▶ **To do**:
Copy exactly the lines of the data below that run from the line holding "use super::request_builder::build_request;" through the line holding "let http = HttpClient::new(&config)?;", both ends included.

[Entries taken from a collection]
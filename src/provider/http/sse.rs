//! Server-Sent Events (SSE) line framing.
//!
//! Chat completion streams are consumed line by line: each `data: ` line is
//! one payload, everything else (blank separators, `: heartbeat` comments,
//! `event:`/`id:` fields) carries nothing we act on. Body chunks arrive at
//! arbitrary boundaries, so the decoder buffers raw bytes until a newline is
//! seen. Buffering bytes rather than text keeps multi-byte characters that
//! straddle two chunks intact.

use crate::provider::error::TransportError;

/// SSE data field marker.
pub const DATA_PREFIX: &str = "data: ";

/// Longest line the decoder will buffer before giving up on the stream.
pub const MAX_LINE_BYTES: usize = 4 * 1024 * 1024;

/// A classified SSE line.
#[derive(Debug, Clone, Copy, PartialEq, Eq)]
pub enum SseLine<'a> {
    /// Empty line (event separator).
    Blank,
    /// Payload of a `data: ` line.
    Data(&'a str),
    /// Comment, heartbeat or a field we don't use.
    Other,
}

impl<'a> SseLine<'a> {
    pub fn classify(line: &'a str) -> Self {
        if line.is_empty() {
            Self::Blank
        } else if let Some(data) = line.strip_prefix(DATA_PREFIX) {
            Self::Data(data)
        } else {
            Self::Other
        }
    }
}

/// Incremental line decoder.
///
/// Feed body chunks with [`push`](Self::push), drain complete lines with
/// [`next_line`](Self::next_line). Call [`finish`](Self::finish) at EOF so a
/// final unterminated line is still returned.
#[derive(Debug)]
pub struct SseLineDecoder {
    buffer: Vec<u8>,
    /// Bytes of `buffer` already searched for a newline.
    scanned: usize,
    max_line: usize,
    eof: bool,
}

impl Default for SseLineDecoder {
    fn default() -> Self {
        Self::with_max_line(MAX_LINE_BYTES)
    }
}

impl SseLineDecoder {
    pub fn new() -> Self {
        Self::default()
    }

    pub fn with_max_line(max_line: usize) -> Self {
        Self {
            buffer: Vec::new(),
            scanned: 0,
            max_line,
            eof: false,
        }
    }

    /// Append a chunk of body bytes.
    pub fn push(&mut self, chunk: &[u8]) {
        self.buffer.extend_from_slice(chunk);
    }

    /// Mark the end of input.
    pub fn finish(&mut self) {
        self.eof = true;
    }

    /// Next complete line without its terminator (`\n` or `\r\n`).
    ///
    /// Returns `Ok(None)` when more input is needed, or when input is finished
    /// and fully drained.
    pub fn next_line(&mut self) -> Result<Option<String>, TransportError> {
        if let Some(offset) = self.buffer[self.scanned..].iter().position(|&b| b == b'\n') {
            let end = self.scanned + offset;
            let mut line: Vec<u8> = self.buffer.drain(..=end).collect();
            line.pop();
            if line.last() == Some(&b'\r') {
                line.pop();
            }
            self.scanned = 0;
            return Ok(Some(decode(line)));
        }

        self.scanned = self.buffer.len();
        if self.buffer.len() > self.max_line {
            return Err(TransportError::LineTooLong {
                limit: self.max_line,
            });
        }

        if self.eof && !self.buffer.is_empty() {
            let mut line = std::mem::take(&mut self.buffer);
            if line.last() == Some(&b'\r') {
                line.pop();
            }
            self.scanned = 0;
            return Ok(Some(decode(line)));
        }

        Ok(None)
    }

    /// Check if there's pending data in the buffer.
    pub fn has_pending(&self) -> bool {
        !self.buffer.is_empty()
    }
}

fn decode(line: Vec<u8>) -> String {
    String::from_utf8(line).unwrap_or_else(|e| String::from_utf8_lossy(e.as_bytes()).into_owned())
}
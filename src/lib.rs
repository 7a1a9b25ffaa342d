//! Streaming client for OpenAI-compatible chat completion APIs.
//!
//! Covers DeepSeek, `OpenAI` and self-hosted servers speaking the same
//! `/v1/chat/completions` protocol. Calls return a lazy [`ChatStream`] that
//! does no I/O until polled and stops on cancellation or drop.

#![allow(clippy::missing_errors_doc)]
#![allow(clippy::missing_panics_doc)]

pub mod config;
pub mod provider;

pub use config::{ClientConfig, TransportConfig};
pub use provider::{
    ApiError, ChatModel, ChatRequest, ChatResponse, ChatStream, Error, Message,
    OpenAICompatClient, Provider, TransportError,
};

* * *

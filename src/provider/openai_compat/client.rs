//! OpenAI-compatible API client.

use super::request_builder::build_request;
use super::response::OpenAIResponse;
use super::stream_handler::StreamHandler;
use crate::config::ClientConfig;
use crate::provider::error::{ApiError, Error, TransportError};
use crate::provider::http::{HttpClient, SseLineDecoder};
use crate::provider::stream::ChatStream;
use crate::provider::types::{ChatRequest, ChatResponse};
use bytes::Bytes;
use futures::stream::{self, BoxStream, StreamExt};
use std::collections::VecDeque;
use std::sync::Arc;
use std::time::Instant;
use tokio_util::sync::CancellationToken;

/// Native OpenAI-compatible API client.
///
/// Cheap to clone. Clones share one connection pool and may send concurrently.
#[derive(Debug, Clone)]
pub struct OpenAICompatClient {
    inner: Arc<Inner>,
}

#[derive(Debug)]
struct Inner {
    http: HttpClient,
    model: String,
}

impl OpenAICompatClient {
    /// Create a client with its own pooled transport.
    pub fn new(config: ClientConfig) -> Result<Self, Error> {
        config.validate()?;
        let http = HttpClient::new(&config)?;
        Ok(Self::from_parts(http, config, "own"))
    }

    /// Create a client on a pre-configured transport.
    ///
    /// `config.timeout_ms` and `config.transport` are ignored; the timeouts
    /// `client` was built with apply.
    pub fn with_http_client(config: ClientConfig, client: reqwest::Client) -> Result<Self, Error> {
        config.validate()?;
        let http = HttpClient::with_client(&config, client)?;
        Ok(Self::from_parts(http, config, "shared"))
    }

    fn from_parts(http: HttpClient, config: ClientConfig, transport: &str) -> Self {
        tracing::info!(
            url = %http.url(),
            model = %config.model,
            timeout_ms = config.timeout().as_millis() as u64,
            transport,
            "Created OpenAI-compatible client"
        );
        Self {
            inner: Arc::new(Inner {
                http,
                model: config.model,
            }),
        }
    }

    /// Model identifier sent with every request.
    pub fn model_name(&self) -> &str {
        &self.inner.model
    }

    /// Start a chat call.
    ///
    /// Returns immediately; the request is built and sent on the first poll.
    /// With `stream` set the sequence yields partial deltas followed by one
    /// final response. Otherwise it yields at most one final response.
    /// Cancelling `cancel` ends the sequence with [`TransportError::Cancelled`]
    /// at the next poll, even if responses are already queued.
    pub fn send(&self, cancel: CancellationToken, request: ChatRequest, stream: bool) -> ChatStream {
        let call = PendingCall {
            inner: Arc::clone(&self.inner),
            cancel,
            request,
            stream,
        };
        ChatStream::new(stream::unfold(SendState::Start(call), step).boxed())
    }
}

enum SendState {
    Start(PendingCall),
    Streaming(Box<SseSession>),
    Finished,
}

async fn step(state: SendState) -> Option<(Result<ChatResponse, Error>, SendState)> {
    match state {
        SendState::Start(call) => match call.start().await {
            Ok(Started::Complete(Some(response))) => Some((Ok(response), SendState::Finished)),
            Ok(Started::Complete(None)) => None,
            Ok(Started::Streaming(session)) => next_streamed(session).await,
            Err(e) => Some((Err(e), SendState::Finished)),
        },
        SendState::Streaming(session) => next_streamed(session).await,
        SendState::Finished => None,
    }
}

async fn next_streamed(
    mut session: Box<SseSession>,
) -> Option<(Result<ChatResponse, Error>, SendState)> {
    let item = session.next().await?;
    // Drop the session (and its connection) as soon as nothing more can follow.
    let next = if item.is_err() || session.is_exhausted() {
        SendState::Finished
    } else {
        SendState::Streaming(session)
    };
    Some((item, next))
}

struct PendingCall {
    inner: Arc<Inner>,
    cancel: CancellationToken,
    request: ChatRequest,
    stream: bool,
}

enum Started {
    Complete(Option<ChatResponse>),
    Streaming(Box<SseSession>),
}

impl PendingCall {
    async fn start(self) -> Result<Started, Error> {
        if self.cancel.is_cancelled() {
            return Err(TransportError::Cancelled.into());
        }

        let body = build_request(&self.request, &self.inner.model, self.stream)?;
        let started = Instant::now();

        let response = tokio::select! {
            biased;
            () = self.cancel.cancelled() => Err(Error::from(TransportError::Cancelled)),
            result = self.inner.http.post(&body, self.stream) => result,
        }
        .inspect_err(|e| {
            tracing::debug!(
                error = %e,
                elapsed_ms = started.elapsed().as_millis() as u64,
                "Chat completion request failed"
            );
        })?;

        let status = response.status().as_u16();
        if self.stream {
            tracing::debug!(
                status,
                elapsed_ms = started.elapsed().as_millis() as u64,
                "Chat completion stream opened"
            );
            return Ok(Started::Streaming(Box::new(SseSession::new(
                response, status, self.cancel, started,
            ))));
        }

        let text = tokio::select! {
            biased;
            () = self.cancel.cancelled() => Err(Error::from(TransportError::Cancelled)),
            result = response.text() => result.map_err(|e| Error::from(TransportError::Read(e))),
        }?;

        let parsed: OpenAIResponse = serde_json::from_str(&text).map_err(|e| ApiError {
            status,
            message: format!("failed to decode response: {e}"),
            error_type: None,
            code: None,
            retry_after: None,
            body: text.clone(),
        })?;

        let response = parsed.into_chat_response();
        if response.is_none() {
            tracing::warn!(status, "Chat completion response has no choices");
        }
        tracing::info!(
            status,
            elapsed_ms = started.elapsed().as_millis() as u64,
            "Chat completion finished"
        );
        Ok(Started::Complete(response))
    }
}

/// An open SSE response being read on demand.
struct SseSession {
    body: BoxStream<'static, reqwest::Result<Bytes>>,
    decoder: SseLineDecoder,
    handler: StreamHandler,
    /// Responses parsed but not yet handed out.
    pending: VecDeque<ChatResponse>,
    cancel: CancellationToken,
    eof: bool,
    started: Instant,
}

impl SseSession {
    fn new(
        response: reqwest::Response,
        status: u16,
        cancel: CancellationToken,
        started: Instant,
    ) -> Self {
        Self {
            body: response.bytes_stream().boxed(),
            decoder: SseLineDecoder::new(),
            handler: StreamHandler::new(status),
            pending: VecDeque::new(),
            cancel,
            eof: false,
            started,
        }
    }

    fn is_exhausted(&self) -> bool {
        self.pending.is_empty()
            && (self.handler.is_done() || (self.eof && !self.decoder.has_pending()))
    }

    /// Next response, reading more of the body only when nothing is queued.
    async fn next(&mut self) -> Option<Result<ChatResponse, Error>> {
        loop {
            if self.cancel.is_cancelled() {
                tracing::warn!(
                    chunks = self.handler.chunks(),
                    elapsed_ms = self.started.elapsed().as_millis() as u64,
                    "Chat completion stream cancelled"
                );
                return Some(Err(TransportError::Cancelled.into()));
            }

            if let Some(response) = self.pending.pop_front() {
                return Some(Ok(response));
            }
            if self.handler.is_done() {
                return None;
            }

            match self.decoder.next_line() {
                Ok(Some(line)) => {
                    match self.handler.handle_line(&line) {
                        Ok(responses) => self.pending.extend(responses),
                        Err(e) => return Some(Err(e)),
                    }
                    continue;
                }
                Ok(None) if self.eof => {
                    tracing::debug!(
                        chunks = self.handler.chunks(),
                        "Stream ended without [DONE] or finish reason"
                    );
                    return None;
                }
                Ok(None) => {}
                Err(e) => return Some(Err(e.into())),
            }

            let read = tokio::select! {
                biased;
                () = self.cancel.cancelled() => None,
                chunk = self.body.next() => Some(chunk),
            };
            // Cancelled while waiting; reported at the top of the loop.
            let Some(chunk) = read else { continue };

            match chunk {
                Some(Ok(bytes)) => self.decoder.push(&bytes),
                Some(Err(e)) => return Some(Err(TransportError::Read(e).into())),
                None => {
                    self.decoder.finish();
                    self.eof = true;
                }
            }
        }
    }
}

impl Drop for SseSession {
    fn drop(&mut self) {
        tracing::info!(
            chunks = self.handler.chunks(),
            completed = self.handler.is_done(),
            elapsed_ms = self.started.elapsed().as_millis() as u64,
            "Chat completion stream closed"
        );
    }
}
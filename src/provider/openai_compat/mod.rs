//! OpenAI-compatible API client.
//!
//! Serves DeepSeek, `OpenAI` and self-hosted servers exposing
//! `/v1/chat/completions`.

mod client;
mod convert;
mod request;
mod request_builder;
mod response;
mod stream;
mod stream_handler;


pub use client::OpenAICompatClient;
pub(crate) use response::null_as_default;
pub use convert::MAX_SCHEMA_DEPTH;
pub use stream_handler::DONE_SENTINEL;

▶ **Your solution**:
use super::request_builder::build_request;
use super::response::OpenAIResponse;
use super::stream_handler::StreamHandler;
use crate::config::ClientConfig;
use crate::provider::error::{ApiError, Error, TransportError};
use crate::provider::http::{HttpClient, SseLineDecoder};
use crate::provider::stream::ChatStream;
use crate::provider::types::{ChatRequest, ChatResponse};
use bytes::Bytes;
use futures::stream::{self, BoxStream, StreamExt};
use std::collections::VecDeque;
use std::sync::Arc;
use std::time::Instant;
use tokio_util::sync::CancellationToken;

/// Native OpenAI-compatible API client.
///
/// Cheap to clone. Clones share one connection pool and may send concurrently.
#[derive(Debug, Clone)]
pub struct OpenAICompatClient {
    inner: Arc<Inner>,
}

#[derive(Debug)]
struct Inner {
    http: HttpClient,
    model: String,
}

impl OpenAICompatClient {
    /// Create a client with its own pooled transport.
    pub fn new(config: ClientConfig) -> Result<Self, Error> {
        config.validate()?;
        let http = HttpClient::new(&config)?;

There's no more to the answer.